**What the task requires:** A complete copy of the entries, exactly as written, is the expected result.
____ Input material
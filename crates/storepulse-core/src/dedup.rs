//! Content-fingerprint deduplication of review rows.

use std::collections::HashSet;

use sha2::{Digest, Sha256};

use crate::record::ReviewRecord;

/// Deterministic digest of a review's text and the store it belongs to.
///
/// SHA-256 over `text || NUL || store_name`, hex-encoded. The store name is
/// part of the key so identical text left at two stores is kept twice.
#[must_use]
pub fn fingerprint(review_text: &str, store_name: &str) -> String {
    let input = format!("{review_text}\x00{store_name}");
    format!("{:x}", Sha256::digest(input.as_bytes()))
}

/// Drop every row whose fingerprint was already seen, keeping the first
/// occurrence and the relative order of kept rows.
#[must_use]
pub fn dedup_reviews(mut records: Vec<ReviewRecord>) -> Vec<ReviewRecord> {
    let mut seen = HashSet::with_capacity(records.len());
    records.retain(|r| seen.insert(fingerprint(&r.review_text, &r.store_name)));
    records
}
________
**Answer space:**
filename crates/storepulse-core/src/dedup.rs
//! Content-fingerprint deduplication of review rows.

use std::collections::HashSet;

use sha2::{Digest, Sha256};

use crate::record::ReviewRecord;

/// Deterministic digest of a review's text and the store it belongs to.
///
/// SHA-256 over `text || NUL || store_name`, hex-encoded. The store name is
/// part of the key so identical text left at two stores is kept twice.
#[must_use]
pub fn fingerprint(review_text: &str, store_name: &str) -> String {
    let input = format!("{review_text}\x00{store_name}");
    format!("{:x}", Sha256::digest(input.as_bytes()))
}

/// Drop every row whose fingerprint was already seen, keeping the first
/// occurrence and the relative order of kept rows.
#[must_use]
pub fn dedup_reviews(mut records: Vec<ReviewRecord>) -> Vec<ReviewRecord> {
    let mut seen = HashSet::with_capacity(records.len());
    records.retain(|r| seen.insert(fingerprint(&r.review_text, &r.store_name)));
    records
}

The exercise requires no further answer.